For my express parser project i would like to use CSV like escaping: ""
to escape "
Examples:
"\"hello\"",
" \" hello \" ",
" \" hello \"\"stranger\"\" \" ",
online compile&try: https://wandbox.org/permlink/5uchQM8guIN1k7aR
my current parsing rule only parses the first 2 tests
qi::rule<std::string::const_iterator, qi::blank_type, utree()> double_quoted_string
= '"' >> qi::no_skip[+~qi::char_('"')] >> '"';
i've found this stackoverflow question and one answer is given using spirit:
How can I read and parse CSV files in C++?
start = field % ',';
field = escaped | non_escaped;
escaped = lexeme['"' >> *( char_ -(char_('"') | ',') | COMMA | DDQUOTE) >> '"'];
non_escaped = lexeme[ *( char_ -(char_('"') | ',') ) ];
DDQUOTE = lit("\"\"") [_val = '"'];
COMMA = lit(",") [_val = ','];
(i don't know how to link answers, so if interesed search for "You gotta feel proud when you use something so beautiful as boost::spirit")
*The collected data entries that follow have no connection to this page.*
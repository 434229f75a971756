//! Persisted user preferences. The file holds the whole state and is
//! rewritten on every save.

use std::{fs, path::PathBuf};

use serde::{Deserialize, Serialize};

use crate::error::AppError;

#[derive(Debug, Clone, PartialEq, Eq, Serialize, Deserialize)]
pub struct Settings {
    #[serde(default)]
    pub download_path: String,
}

impl Settings {
    pub fn with_platform_default() -> Self {
        Self {
            download_path: default_download_dir().to_string_lossy().into_owned(),
        }
    }
}

/// The user's Downloads folder, or the working directory as a last resort
pub fn default_download_dir() -> PathBuf {
    dirs::download_dir()
        .or_else(|| dirs::home_dir().map(|h| h.join("Downloads")))
        .unwrap_or_else(|| PathBuf::from("."))
}

pub struct SettingsStore {
    path: PathBuf,
}

impl SettingsStore {
    pub fn new(path: PathBuf) -> Self {
        Self { path }
    }

    /// Never fails: a missing or unreadable file yields the platform default.
    pub fn load(&self) -> Settings {
        if !self.path.exists() {
            return Settings::with_platform_default();
        }
        match self.read() {
            Ok(settings) if !settings.download_path.trim().is_empty() => {
                log::info!("Loaded settings from {}", self.path.display());
                settings
            }
            Ok(_) => Settings::with_platform_default(),
            Err(e) => {
                log::error!("Error loading settings: {}", e);
                Settings::with_platform_default()
            }
        }
    }

    /// Errors are logged, not returned.
    pub fn save(&self, settings: &Settings) {
        if let Err(e) = self.write(settings) {
            log::error!("Error saving settings: {}", e);
        }
    }

    fn read(&self) -> Result<Settings, AppError> {
        let raw = fs::read_to_string(&self.path)?;
        serde_json::from_str(&raw).map_err(|e| AppError::Settings(e.to_string()))
    }

    fn write(&self, settings: &Settings) -> Result<(), AppError> {
        if let Some(parent) = self.path.parent().filter(|p| !p.as_os_str().is_empty()) {
            fs::create_dir_all(parent)?;
        }
        let json =
            serde_json::to_string_pretty(settings).map_err(|e| AppError::Settings(e.to_string()))?;
        let tmp = self.path.with_extension("json.tmp");
        fs::write(&tmp, json)?;
        fs::rename(&tmp, &self.path)?;
        Ok(())
    }
}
sadly it does not compile for me - and even years of C++ error msg analysis didn't prepared me for spirit error msg floods :)
and if i understand it correct the rule will wait for ,
as a string delimiter, what is maybe not the correct thing for my expression parser project
expression = "strlen( \"hello \"\"you\"\" \" )+1";
expression = "\"hello \"";
expression = "strlen(concat(\"hello\",\"you\")+3";
or do the rule need to wait optionally for ,
and )
in this case?
i hope i don't ask too many silly questions but the answers help me alot to get into spirit the expression parse itself is nearly working except string escaping
thx for any help
UPDATE: this seems to work for me, at least it parses the strings
but removes the escaped "
from the string, is there a better debug output available for strings? " " " " "h" "e" "l" "l" "o" " " "s" "t" "r" "a" "n" "g" "e" "r" " "
isn't really that readable
qi::rule<std::string::const_iterator, utree()> double_quoted_string
= qi::lexeme['"' >> *(qi::char_ - (qi::char_('"')) | qi::lit("\"\"")) >> '"'];
You can simplify the question down to this. How to make a double-quoted string accept "double double quotes" to escape an embedded double-quote character?
A simple string parser without escapes:
qi::rule<It, std::string()> s = '"' >> *~qi::char_('"') >> '"';
Now, to also accept the single escaped "
as desired, simply add:
s = '"' >> *("\"\"" >> qi::attr('"') | ~qi::char_('"')) >> '"';
no_skip
is sloppy: it would parse "foo bar"
and " foo bar "
to foo bar
(trimming the whitespace).. Instead, drop the skipper from the rule to make it implicitly lexeme (again).#define BOOST_SPIRIT_DEBUG
#include <iostream>
#include <iomanip>
#include <string>
#include <boost/spirit/include/qi.hpp>
namespace qi = boost::spirit::qi;
namespace fu = boost::fusion;
int main()
{
auto tests = std::vector<std::string>{
R"( "hello" )",
R"( " hello " )",
R"( " hello ""escaped"" " )",
};
for (const std::string& str : tests) {
auto iter = str.begin(), end = str.end();
qi::rule<std::string::const_iterator, std::string()> double_quoted_string
= '"' >> *("\"\"" >> qi::attr('"') | ~qi::char_('"')) >> '"';
std::string ut;
bool r = qi::phrase_parse(iter, end, double_quoted_string >> qi::eoi, qi::blank, ut);
std::cout << str << " ";
if (r) {
std::cout << "OK: " << std::quoted(ut, '\'') << "\n";
}
else {
std::cout << "Failed\n";
}
if (iter != end) {
std::cout << "Remaining unparsed: " << std::quoted(std::string(iter, end)) << "\n";
}
std::cout << "----\n";
}
}
Prints
"hello" OK: 'hello'
----
" hello " OK: ' hello '
----
" hello ""escaped"" " OK: ' hello "escaped" '
----